━━━ DATA FOR THIS EXERCISE ━━━

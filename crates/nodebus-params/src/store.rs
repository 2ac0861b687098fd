//! # Parameter Store
//!
//! Owner-side API: collect node defaults, apply the file patch, freeze.

use serde_json::{Map, Value};
use tracing::{debug, info};

use crate::error::ParamError;
use crate::params::Params;
use crate::patch::{merge_patch, namespaced, segments, set_path};
use crate::source::ParamSource;

/// Write handle given to a node's defaults hook.
///
/// Keys may use the `~` placeholder for the node's own name. Hooks only
/// declare values; there is no getter.
pub struct ParamDefaults<'a> {
    doc: &'a mut Value,
    node: &'a str,
}

impl<'a> ParamDefaults<'a> {
    /// Name of the node whose defaults are being declared.
    #[must_use]
    pub fn node(&self) -> &str {
        self.node
    }

    /// Set (or overwrite) a single value.
    pub fn set(&mut self, key: &str, value: impl Into<Value>) -> Result<(), ParamError> {
        set_path(self.doc, &namespaced(key, self.node), value.into())
    }

    /// Merge-patch a sub-document in at `key`.
    pub fn merge(&mut self, key: &str, patch: Value) -> Result<(), ParamError> {
        let key = namespaced(key, self.node);
        let wrapped = segments(&key)?
            .into_iter()
            .rev()
            .fold(patch, |inner, part| {
                let mut map = Map::new();
                map.insert(part.to_string(), inner);
                Value::Object(map)
            });
        merge_patch(self.doc, &wrapped);
        Ok(())
    }
}

/// The shared parameter document in its two phases.
///
/// While open it is only touched by the thread setting up the runtime. After
/// [`finalize`](Self::finalize) it is handed out as an immutable [`Params`].
pub struct ParameterStore {
    data: Value,
    frozen: Option<Params>,
}

impl ParameterStore {
    /// Create an empty, open store.
    #[must_use]
    pub fn new() -> Self {
        Self {
            data: Value::Object(Map::new()),
            frozen: None,
        }
    }

    /// Let `node` add its default values.
    ///
    /// # Errors
    ///
    /// [`ParamError::Frozen`] after finalize, or whatever the hook returns.
    pub fn declare_defaults<F>(&mut self, node: &str, hook: F) -> Result<(), ParamError>
    where
        F: FnOnce(&mut ParamDefaults<'_>) -> Result<(), ParamError>,
    {
        self.ensure_open()?;
        let mut defaults = ParamDefaults {
            doc: &mut self.data,
            node,
        };
        hook(&mut defaults)?;
        debug!(node, "Defaults declared");
        Ok(())
    }

    /// Merge-patch an in-memory document over the current contents.
    pub fn apply_patch(&mut self, patch: &Value) -> Result<(), ParamError> {
        self.ensure_open()?;
        merge_patch(&mut self.data, patch);
        Ok(())
    }

    /// Read the patch file named by `source` and merge it in.
    ///
    /// Returns `true` if a file was applied, `false` if an optional default
    /// file was absent.
    pub fn load_patch(&mut self, source: &ParamSource) -> Result<bool, ParamError> {
        self.ensure_open()?;
        let Some(patch) = source.read()? else {
            return Ok(false);
        };

        merge_patch(&mut self.data, &patch);
        info!(path = %source.path().display(), "Parameter file applied");
        Ok(true)
    }

    /// Freeze the document and return the shared read-only view.
    ///
    /// Calling it again returns the same view.
    pub fn finalize(&mut self) -> Params {
        if let Some(params) = &self.frozen {
            return params.clone();
        }

        let params = Params::new(std::mem::take(&mut self.data));
        self.frozen = Some(params.clone());
        params
    }

    /// Whether [`finalize`](Self::finalize) has run.
    #[must_use]
    pub fn is_finalized(&self) -> bool {
        self.frozen.is_some()
    }

    /// The merged document, or `None` while still open.
    #[must_use]
    pub fn get(&self) -> Option<&Value> {
        self.frozen.as_ref().map(Params::document)
    }

    /// Cloneable view for node threads, or `None` while still open.
    #[must_use]
    pub fn snapshot(&self) -> Option<Params> {
        self.frozen.clone()
    }

    fn ensure_open(&self) -> Result<(), ParamError> {
        if self.frozen.is_some() {
            return Err(ParamError::Frozen);
        }
        Ok(())
    }
}

impl Default for ParameterStore {
    fn default() -> Self {
        Self::new()
    }
}
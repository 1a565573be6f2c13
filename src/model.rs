use anyhow::{anyhow, Context, Result};
use log::info;
use reqwest::header::{HeaderMap, HeaderValue, CONTENT_TYPE};
use serde::de::DeserializeOwned;
use serde::{Deserialize, Serialize};
use std::path::Path;

use crate::Token;

/// What the evaluation needs from a model: sampling and self-scoring.
#[allow(async_fn_in_trait)]
pub trait LanguageModel {
    /// Generate `num_tokens_to_generate` tokens after `prompt`. The returned
    /// sequence starts with the prompt.
    async fn generate(
        &self,
        prompt: &[Token],
        temperature: f32,
        num_tokens_to_generate: usize,
    ) -> Result<Vec<Token>>;

    /// Mean cross-entropy of the model over `batch`.
    async fn loss(&self, batch: &[Vec<Token>]) -> Result<f64>;
}

/// Settings reported by the inference server for a loaded model.
#[derive(Debug, Clone, Deserialize, Serialize, PartialEq)]
pub struct ModelConfig {
    pub model_id: String,
    pub input_seq_len: usize,
    #[serde(default)]
    pub pad_token_id: Option<Token>,
    // dataset encoding options the model was trained with, passed through as is
    #[serde(default)]
    pub dataset_args: serde_json::Value,
}

#[derive(Debug, Serialize)]
struct LoadRequest<'a> {
    model_id: &'a str,
    model_dir: &'a Path,
    device: &'a str,
}

#[derive(Debug, Serialize)]
struct GenerateRequest<'a> {
    model_id: &'a str,
    prompt: &'a [Token],
    temperature: f32,
    num_tokens_to_generate: usize,
}

#[derive(Debug, Deserialize)]
struct GenerateResponse {
    tokens: Vec<Token>,
}

#[derive(Debug, Serialize)]
struct LossRequest<'a> {
    model_id: &'a str,
    batch: &'a [Vec<Token>],
}

#[derive(Debug, Deserialize)]
struct LossResponse {
    loss: f64,
}

/// A model hosted by an inference server, addressed by id.
pub struct RemoteModel {
    client: reqwest::Client,
    endpoint: String,
    model_id: String,
}

impl RemoteModel {
    /// Ask the server to load `model_id` from `model_dir` onto `device` in
    /// eval mode.
    pub async fn load(
        endpoint: &str,
        model_id: &str,
        model_dir: &Path,
        device: &str,
    ) -> Result<(Self, ModelConfig)> {
        let model = Self {
            client: build_client()?,
            endpoint: endpoint.trim_end_matches('/').to_string(),
            model_id: model_id.to_string(),
        };
        let config: ModelConfig = model
            .post("load", &LoadRequest { model_id, model_dir, device })
            .await
            .with_context(|| format!("loading model {model_id} from {}", model_dir.display()))?;
        info!(
            "loaded {} on {device} (input_seq_len={}, pad_token_id={:?}, dataset_args={})",
            config.model_id, config.input_seq_len, config.pad_token_id, config.dataset_args
        );
        Ok((model, config))
    }

    pub fn model_id(&self) -> &str {
        &self.model_id
    }

    async fn post<B: Serialize, R: DeserializeOwned>(&self, route: &str, body: &B) -> Result<R> {
        let url = format!("{}/{route}", self.endpoint);
        let resp = self.client.post(&url).json(body).send().await?;
        if !resp.status().is_success() {
            let status = resp.status();
            let msg = resp.text().await?;
            return Err(anyhow!("{url}: {status} - {msg}"));
        }
        Ok(resp.json().await?)
    }
}

impl LanguageModel for RemoteModel {
    async fn generate(
        &self,
        prompt: &[Token],
        temperature: f32,
        num_tokens_to_generate: usize,
    ) -> Result<Vec<Token>> {
        let body = GenerateRequest {
            model_id: &self.model_id,
            prompt,
            temperature,
            num_tokens_to_generate,
        };
        let resp: GenerateResponse = self.post("generate", &body).await?;
        Ok(resp.tokens)
    }

    async fn loss(&self, batch: &[Vec<Token>]) -> Result<f64> {
        let body = LossRequest {
            model_id: &self.model_id,
            batch,
        };
        let resp: LossResponse = self.post("loss", &body).await?;
        Ok(resp.loss)
    }
}

fn build_client() -> Result<reqwest::Client> {
    let mut headers = HeaderMap::new();
    headers.insert(CONTENT_TYPE, HeaderValue::from_static("application/json"));
    Ok(reqwest::Client::builder().default_headers(headers).build()?)
}

#[cfg(test)]
mod tests {
    use super::*;
    use serde_json::json;

    #[test]
    fn request_bodies() {
        let prompt: [Token; 2] = [104, 105];
        let body = GenerateRequest {
            model_id: "mblm-clevr",
            prompt: &prompt,
            temperature: 1.0,
            num_tokens_to_generate: 3,
        };
        assert_eq!(
            serde_json::to_value(&body).unwrap(),
            json!({"model_id": "mblm-clevr", "prompt": [104, 105], "temperature": 1.0, "num_tokens_to_generate": 3})
        );

        let batch: Vec<Vec<Token>> = vec![vec![1, 2, 3]];
        let body = LossRequest { model_id: "m", batch: &batch };
        assert_eq!(
            serde_json::to_value(&body).unwrap(),
            json!({"model_id": "m", "batch": [[1, 2, 3]]})
        );

        let body = LoadRequest { model_id: "m", model_dir: Path::new("/ckpt"), device: "cuda" };
        assert_eq!(
            serde_json::to_value(&body).unwrap(),
            json!({"model_id": "m", "model_dir": "/ckpt", "device": "cuda"})
        );
    }

    #[test]
    fn response_bodies() {
        let r: GenerateResponse = serde_json::from_str(r#"{"tokens": [1, 2, 300]}"#).unwrap();
        assert_eq!(r.tokens, vec![1, 2, 300]);
        let r: LossResponse = serde_json::from_str(r#"{"loss": 1.25}"#).unwrap();
        assert_eq!(r.loss, 1.25);
        let c: ModelConfig =
            serde_json::from_str(r#"{"model_id": "m", "input_seq_len": 8192, "extra": true}"#).unwrap();
        assert_eq!(c.input_seq_len, 8192);
        assert_eq!(c.pad_token_id, None);
        assert!(c.dataset_args.is_null());
    }

    #[test]
    fn config_keeps_pad_token_and_dataset_args() {
        let c: ModelConfig = serde_json::from_str(
            r#"{"model_id": "m", "input_seq_len": 8192, "pad_token_id": 256,
                "dataset_args": {"qiqa_loss_mask": [0.0, 0.0, 0.0, 1.0], "enable_images": true}}"#,
        )
        .unwrap();
        assert_eq!(c.pad_token_id, Some(256));
        assert_eq!(c.dataset_args["enable_images"], json!(true));
        assert_eq!(c.dataset_args["qiqa_loss_mask"][3], json!(1.0));
    }
}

━━━

Check every line above for the string "view", and copy the ones that have it.

### ANSWER TO THIS EXERCISE
    /// Freeze the document and return the shared read-only view.
    /// Calling it again returns the same view.
    /// Cloneable view for node threads, or `None` while still open.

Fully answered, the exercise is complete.